Check out the writer's biography page: This guy is a 50+ history major--not a future major. We should resent the fact that he's coining a term that deprecates an entire generation that he knows nothing about. How can he? We're more tech-savvy and opportunity-rich than any generation in the history of anywhere!

Want to know an American generation better suited for the term "lost?"   We have iPhones with GPS, google Maps and Earth to get us to places we're not even supposed to go, and facebook status and twitter updates so that our friends can know exactly where to meet us for lunch ten minutes before. And you're telling us that we're lost? Why not create an iPHONE application that brings up menus from trendy restaurants all over America? Yes we can! Remember America? Or have we already forgotten.

"Only 46% of people aged 16-24 had jobs in September, the lowest since the government began counting in 1948. The crisis is even hitting recent college graduates. "I've applied for a whole lot of restaurant jobs, but even those, nobody calls me back," says Dan Schmitz, 25, a University of Wisconsin graduate with a bachelor's degree in English who lives in Brooklyn, N.Y. "Every morning I wake up thinking today's going to be the day I get a job. I've not had a job for months, and it's getting really frustrating."
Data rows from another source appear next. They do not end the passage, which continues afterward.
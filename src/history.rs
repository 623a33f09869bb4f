//! 人口推移の時系列テーブル
//!
//! 目録の全期間について人口データを読み込み、（年月, 地域, 人口）の
//! 長形式テーブルに平坦化する。期間ごとに全地域合計の行も足す。

use crate::catalog::{PeriodIdentifier, SheetCatalog};
use crate::error::Result;
use crate::reader::read_population_sheet;
use chrono::NaiveDate;
use serde::Serialize;

/// 全地域の合計を表す予約地域名
pub const TOTAL_AREA: &str = "全人口";

/// 時系列テーブルの1行
#[derive(Debug, Clone, PartialEq, Eq, Serialize)]
pub struct HistoryRow {
    #[serde(rename = "年月")]
    pub period_label: String,
    #[serde(rename = "地域")]
    pub area_name: String,
    #[serde(rename = "人口")]
    pub population: i64,
}

/// 時系列組み立ての結果
#[derive(Debug)]
pub struct HistoryTable {
    pub rows: Vec<HistoryRow>,
    /// 読み込みに失敗して除外した期間
    pub warnings: Vec<String>,
}

/// 目録の全期間から履歴テーブルを組み立てる
///
/// 読み込みに失敗した期間はその期間ごと除外し、残りの期間で続行する。
/// 部分的に読めた行だけを混ぜることはしない。
pub fn build_history(catalog: &SheetCatalog) -> HistoryTable {
    let mut rows = Vec::new();
    let mut warnings = Vec::new();

    for period in catalog.list_periods() {
        match read_period(catalog, period) {
            Ok(mut period_rows) => rows.append(&mut period_rows),
            Err(e) => warnings.push(format!("{}: {}", period.label(), e)),
        }
    }

    HistoryTable { rows, warnings }
}

fn read_period(catalog: &SheetCatalog, period: &PeriodIdentifier) -> Result<Vec<HistoryRow>> {
    let (path, sheet_name) = catalog.resolve(period)?;
    let data = read_population_sheet(&path, sheet_name)?;
    let label = period.label();

    let mut rows: Vec<HistoryRow> = data
        .iter()
        .filter_map(|row| {
            row.population.map(|population| HistoryRow {
                period_label: label.clone(),
                area_name: row.area.clone(),
                population,
            })
        })
        .collect();

    // 期間ごとの全地域合計（欠損セルは合計に含めない）
    let total: i64 = data.iter().filter_map(|row| row.population).sum();
    rows.push(HistoryRow {
        period_label: label,
        area_name: TOTAL_AREA.to_string(),
        population: total,
    });

    Ok(rows)
}

/// 和暦ラベル「令和y年m月」をグレゴリオ暦の日付に変換する
///
/// グラフ描画側が時系列に並べ替えるために使う。令和1年 = 2019年。
pub fn period_label_to_date(label: &str) -> Option<NaiveDate> {
    let rest = label.strip_prefix("令和")?;
    let (year_str, rest) = rest.split_once('年')?;
    let month_str = rest.strip_suffix('月')?;
    let year: i32 = year_str.parse().ok()?;
    let month: u32 = month_str.parse().ok()?;
    NaiveDate::from_ymd_opt(year + 2018, month, 1)
}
The most redeeming part of the article is the explanation of how we've dug our own graves,
"Free-market economists favor removing obstacles to employment of the young, such as high minimum wages. ‘The government in some ways is contributing to this problem,’ says Kristen Lopez Eastlick, senior research analyst for the employer-backed Employment Policies Institute. She points out that the 40% hike in the federal minimum wage over the past two years made it less appealing to hire young workers. One possibility: Some U.S. states and European countries have enacted subminimum wages just for young people or people enrolled in apprenticeships."
Wasn't raising the minimum wage one of the first things you voted for if you did ever vote on a state-wide ballot? True and terrible. It should also mention our almost genetic predisposition towards procrastination. That's also helped us to destroy ourselves. College taught us to wait the night before to write a paper. It works well when "reality" lasts approximately sixteen weeks. In real life it sorts of just keeps going. Procrastination leads to burial and bones.

We can't just "get a job" anymore. You have to get an internship first. Which means you have to work free for six months--or more. Employers are able to dangle the mere possibility of real employment to add to our Facebook and Linked In profiles: another trophy next to the "top twenty school."
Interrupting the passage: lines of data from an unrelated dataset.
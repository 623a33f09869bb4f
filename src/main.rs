use anyhow::Context;
use chofu_population_map::{
    catalog::SheetCatalog, cli, config::AppConfig, geo, history, metrics, reader, school,
};
use clap::Parser;
use cli::{Cli, Commands};

fn main() -> anyhow::Result<()> {
    let cli = Cli::parse();
    let config = AppConfig::load(&cli.config)
        .with_context(|| format!("設定の読み込みに失敗: {}", cli.config.display()))?;

    match cli.command {
        Commands::Periods => {
            let catalog = SheetCatalog::new(&config);
            print_warnings(catalog.warnings());

            println!("📅 利用できる年月:\n");
            for period in catalog.list_periods() {
                println!("  {} ({}: {})", period.label(), period.file_key, period.sheet_name);
            }
        }

        Commands::Map { period, output } => {
            println!("🗾 chofu-population-map - ヒートマップ用データ生成\n");

            let catalog = SheetCatalog::new(&config);
            print_warnings(catalog.warnings());

            let selected = match &period {
                Some(label) => catalog
                    .find_by_label(label)
                    .ok_or_else(|| anyhow::anyhow!("指定された年月が見つかりません: {}", label))?,
                None => catalog
                    .list_periods()
                    .first()
                    .ok_or_else(|| anyhow::anyhow!("利用できる年月がありません"))?,
            };

            println!("[1/4] {} のデータを読み込み中...", selected.label());
            let (path, sheet_name) = catalog.resolve(selected)?;
            let rows = reader::read_population_sheet(&path, sheet_name)?;
            println!("✔ {}件の町丁データを取得\n", rows.len());

            println!("[2/4] 境界データと結合中...");
            let polygons = geo::load_boundaries(&config.boundary_path)?;
            let joined = geo::join(&polygons, &rows);
            println!("✔ {}件の町丁境界に結合\n", joined.len());

            println!("[3/4] GeoJSONを出力中...");
            let feature_collection = geo::to_feature_collection(&joined);
            std::fs::write(&output, serde_json::to_string_pretty(&feature_collection)?)?;
            println!("✔ 出力: {}\n", output.display());

            // 学校マーカーは任意の重ね合わせ。読めなくても地図生成は続行する
            println!("[4/4] 学校マーカー用データを読み込み中...");
            for school_type in [school::SchoolType::Elementary, school::SchoolType::JuniorHigh] {
                match school::load_schools(&config.school_data_path, school_type) {
                    Ok(schools) => println!("✔ {}: {}校", school_type, schools.len()),
                    Err(e) => eprintln!("⚠ {}マーカーを省略します: {}", school_type, e),
                }
            }
            println!();

            print_metrics(&metrics::build_metrics(&catalog, selected, &rows));

            println!("\n✅ 完了");
        }

        Commands::History { output } => {
            println!("📈 chofu-population-map - 人口推移テーブル生成\n");

            let catalog = SheetCatalog::new(&config);
            print_warnings(catalog.warnings());

            println!("[1/2] 全期間のデータを読み込み中...");
            let table = history::build_history(&catalog);
            for warning in &table.warnings {
                eprintln!("⚠ 読み込みに失敗した期間を除外: {}", warning);
            }
            println!("✔ {}行の履歴を生成\n", table.rows.len());

            println!("[2/2] JSONを出力中...");
            let mut rows = table.rows;
            // グラフ描画側に合わせて日付の昇順で出力する
            rows.sort_by_key(|row| history::period_label_to_date(&row.period_label));
            std::fs::write(&output, serde_json::to_string_pretty(&rows)?)?;
            println!("✔ 出力: {}", output.display());

            println!("\n✅ 完了");
        }
    }

    Ok(())
}

fn print_warnings(warnings: &[String]) {
    for warning in warnings {
        eprintln!("⚠ {}", warning);
    }
}

fn print_metrics(report: &metrics::MetricsReport) {
    println!("📊 集計:");
    let current = report.current;
    match report.deltas {
        Some(deltas) => {
            println!("  総人口: {}人 (1年前から{:+}人)", current.population, deltas.population);
            println!("  総世帯数: {}世帯 (1年前から{:+}世帯)", current.households, deltas.households);
            println!("  男性: {}人 (1年前から{:+}人)", current.male, deltas.male);
            println!("  女性: {}人 (1年前から{:+}人)", current.female, deltas.female);
        }
        None => {
            println!("  総人口: {}人", current.population);
            println!("  総世帯数: {}世帯", current.households);
            println!("  男性: {}人", current.male);
            println!("  女性: {}人", current.female);
        }
    }
}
The article ends with a beam of sunshine blasting through the despairing clouds placed above our heads,

"The unemployment crisis among the young is not as dramatic as the financial crisis of a year ago. But it may turn out to have longer-lasting effects." Nevermind, the light of hope was the second to last sentence. The last sentence warns us of the hot coals soon to pour.
Now the unemployment crisis can be the best thing that ever happened to the "Lost Generation” because it forces us out of the spoiled complacency that we were brought up with in the 1990's: Pokemon cards and tamagatchis are a thing of the past. It makes us talk to our friends about website ideas rather than about the last "The Hills" episode; it brings us closer to our families and ourselves when we realize that no one is going to help us but ourselves and--maybe-- those who we sprung from, because we're definitely moving back in; it makes us realize that the four years of college were not worth all of the time and money we invested--it helped us socially conform, how to take advantage and ignore the availability of excessive resources, coddling support, and a wealth of other brilliant, creative thinkers who want to be known for doing something for this world just as much as you do. The only thing that makes us lost is that damn addictive J.J. Abrams' show.
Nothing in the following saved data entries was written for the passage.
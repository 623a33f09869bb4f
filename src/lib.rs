//! 調布市人口データ可視化の取込・正規化コア
//!
//! 年度ごとに書式の揺れる町丁別人口のオープンデータ（Excel）を読み込んで
//! 単一のスキーマに正規化し、町丁境界データ（GeoJSON）と名前で結合する。
//! 地図・グラフの描画は本クレートの出力を受け取る側の仕事。

pub mod catalog;
pub mod cli;
pub mod config;
pub mod error;
pub mod geo;
pub mod history;
pub mod metrics;
pub mod normalizer;
pub mod reader;
pub mod school;
pub mod sheet_format;

pub use catalog::{PeriodIdentifier, SheetCatalog};
pub use config::AppConfig;
pub use error::{PopulationMapError, Result};
pub use geo::{join, load_boundaries, AreaPolygon, JoinedAreaRecord};
pub use history::{build_history, HistoryRow, HistoryTable};
pub use reader::{read_population_sheet, PopulationRow};
pub use school::{load_schools, School, SchoolType};
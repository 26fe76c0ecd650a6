pub mod auth;
pub mod cors;
pub mod handlers;
pub mod types;

use crate::{
    Result,
    config::{Config, ServerConfig},
    llm::GeminiClient,
};
use axum::{Router, extract::DefaultBodyLimit, routing::any};
use std::{net::SocketAddr, sync::Arc, time::Duration};
use tower_http::{timeout::TimeoutLayer, trace::TraceLayer};
use tracing::info;

pub use handlers::AppState;

/// Builds the router serving both meal endpoints.
///
/// Routes accept any method so `OPTIONS` preflights reach the handlers.
/// A request still running at its route's deadline gets `408 Request Timeout`.
pub fn router(state: AppState, server: &ServerConfig) -> Router {
    let analyze_deadline = Duration::from_secs(server.timeouts.generate_meal_data_secs);
    let correct_deadline = Duration::from_secs(server.timeouts.correct_meal_item_secs);

    Router::new()
        .route(
            "/generate_meal_data",
            any(handlers::generate_meal_data).layer(TimeoutLayer::new(analyze_deadline)),
        )
        .route(
            "/correct_meal_item",
            any(handlers::correct_meal_item).layer(TimeoutLayer::new(correct_deadline)),
        )
        .layer(DefaultBodyLimit::max(server.max_upload_bytes))
        .layer(cors::allow_any_origin())
        .layer(TraceLayer::new_for_http())
        .with_state(state)
}

pub async fn run(config: Config) -> Result<()> {
    let llm = GeminiClient::connect(config.llm.clone()).await?;
    info!(
        provider = ?config.llm.provider,
        model = %config.llm.model,
        endpoint = llm.endpoint(),
        analyze_timeout_secs = config.server.timeouts.generate_meal_data_secs,
        correct_timeout_secs = config.server.timeouts.correct_meal_item_secs,
        "Model client ready"
    );

    let app_state = AppState::new(config.auth.secret_key.as_str(), Arc::new(llm));
    let app = router(app_state, &config.server);

    let addr = SocketAddr::new(config.server.host.parse()?, config.server.port);

    info!("Starting server on {}", addr);

    let listener = tokio::net::TcpListener::bind(addr).await?;
    axum::serve(listener, app).await?;

    Ok(())
}
pub mod config;
pub mod error;
pub mod llm;
pub mod logging;
pub mod meal;
pub mod server;

pub use error::{Error, Result};
mod types;

pub use types::*;

use crate::{Error, Result};
use std::{env, io::ErrorKind, path::Path};
use tracing::debug;

const DEFAULT_CONFIG_PATH: &str = "config.yaml";

/// Loads configuration from `$CONFIG_PATH` (or `config.yaml`), then applies
/// environment overrides and validates the result.
pub async fn load() -> Result<Config> {
    load_with(|key| env::var(key).ok(), Path::new(DEFAULT_CONFIG_PATH)).await
}

/// [`load`] with the environment and the fallback path supplied by the caller.
///
/// A missing fallback file is not an error so the server can be configured
/// purely through the environment. An explicit `CONFIG_PATH` must exist.
pub async fn load_with<F>(lookup: F, default_path: &Path) -> Result<Config>
where
    F: Fn(&str) -> Option<String>,
{
    let explicit_path = lookup("CONFIG_PATH").filter(|path| !path.is_empty());
    let config_path = explicit_path
        .as_deref()
        .map(Path::new)
        .unwrap_or(default_path);

    let mut config = match load_from_path(config_path).await {
        Ok(config) => config,
        Err(Error::Io(e)) if e.kind() == ErrorKind::NotFound && explicit_path.is_none() => {
            debug!(
                "No {} found, using default configuration",
                config_path.display()
            );
            Config::default()
        }
        Err(e) => return Err(e),
    };

    config.apply_env_overrides(lookup);
    config.validate()?;

    Ok(config)
}

/// Reads and parses a YAML configuration file without env overrides.
pub async fn load_from_path(path: impl AsRef<Path>) -> Result<Config> {
    let path = path.as_ref();
    debug!("Loading configuration from: {}", path.display());

    let config_str = tokio::fs::read_to_string(path).await?;
    let config: Config = serde_yaml::from_str(&config_str)?;

    Ok(config)
}

impl Config {
    /// Applies `APP_SECRET_KEY`, `GOOGLE_CLOUD_PROJECT`, `VERTEX_ACCESS_TOKEN`
    /// and `GEMINI_API_KEY` on top of the file values. Empty values are ignored.
    pub fn apply_env_overrides<F>(&mut self, lookup: F)
    where
        F: Fn(&str) -> Option<String>,
    {
        let non_empty = |key: &str| lookup(key).filter(|value| !value.is_empty());

        if let Some(secret) = non_empty("APP_SECRET_KEY") {
            self.auth.secret_key = secret;
        }
        if let Some(project) = non_empty("GOOGLE_CLOUD_PROJECT") {
            self.llm.project_id = project;
        }
        if let Some(token) = non_empty("VERTEX_ACCESS_TOKEN") {
            self.llm.access_token = Some(token);
        }
        if let Some(key) = non_empty("GEMINI_API_KEY") {
            self.llm.api_key = Some(key);
        }
    }

    pub fn validate(&self) -> Result<()> {
        if self.auth.secret_key.is_empty() {
            return Err(Error::config(
                "auth.secret_key must be set (or APP_SECRET_KEY)",
            ));
        }

        match self.llm.provider {
            LlmProvider::VertexAi => {
                if self.llm.project_id.is_empty() {
                    return Err(Error::config(
                        "llm.project_id is required for the vertex_ai provider",
                    ));
                }
            }
            LlmProvider::Gemini => {
                if self.llm.api_key.as_deref().unwrap_or_default().is_empty() {
                    return Err(Error::config(
                        "llm.api_key is required for the gemini provider",
                    ));
                }
            }
        }

        if self.llm.model.is_empty() {
            return Err(Error::config("llm.model must not be empty"));
        }

        Ok(())
    }
}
Luckily there are social networking sites. So here's the deal: stop emailing whip-holders at two-hundred year old companies that see you as a piece of veal-meat: start to get back into contact with your friends from college and high school. Round them up and start a website, at least a blog; get a group of friends together who want to teach English in China, Japan, India, Turkey, Brazil, or any other country that seems appealing; and don't just get a job that you're going to hate until you can successfully pay off your student loans: figure out what you love and then figure out how to do it for the rest of your life. Don't start later, start now. Use one another! There has never been a greater time than now to work outside of the box--the lid has been blown right off. Now crawl out of your dark, obsolete expectations of success, blink at the light of day, and step out into a brave new day.